▶ [The task]
Take the listing and give it again exactly, from its first line to its last line.

● ● ● ● ●

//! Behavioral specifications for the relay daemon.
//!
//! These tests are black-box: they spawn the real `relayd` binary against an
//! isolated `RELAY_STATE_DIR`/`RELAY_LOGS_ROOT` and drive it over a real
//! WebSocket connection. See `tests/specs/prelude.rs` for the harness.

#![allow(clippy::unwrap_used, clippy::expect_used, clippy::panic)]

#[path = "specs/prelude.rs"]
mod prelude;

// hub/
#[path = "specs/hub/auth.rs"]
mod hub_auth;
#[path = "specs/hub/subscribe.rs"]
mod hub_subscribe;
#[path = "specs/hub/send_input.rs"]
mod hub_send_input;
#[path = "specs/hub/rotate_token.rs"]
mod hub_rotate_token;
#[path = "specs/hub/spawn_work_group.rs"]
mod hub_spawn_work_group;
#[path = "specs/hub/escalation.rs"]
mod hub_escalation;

● ● ● ● ●

▶ [Task solution]
//! Behavioral specifications for the relay daemon.
//!
//! These tests are black-box: they spawn the real `relayd` binary against an
//! isolated `RELAY_STATE_DIR`/`RELAY_LOGS_ROOT` and drive it over a real
//! WebSocket connection. See `tests/specs/prelude.rs` for the harness.

#![allow(clippy::unwrap_used, clippy::expect_used, clippy::panic)]

#[path = "specs/prelude.rs"]
mod prelude;

// hub/
#[path = "specs/hub/auth.rs"]
mod hub_auth;
#[path = "specs/hub/subscribe.rs"]
mod hub_subscribe;
#[path = "specs/hub/send_input.rs"]
mod hub_send_input;
#[path = "specs/hub/rotate_token.rs"]
mod hub_rotate_token;
#[path = "specs/hub/spawn_work_group.rs"]
mod hub_spawn_work_group;
#[path = "specs/hub/escalation.rs"]
mod hub_escalation;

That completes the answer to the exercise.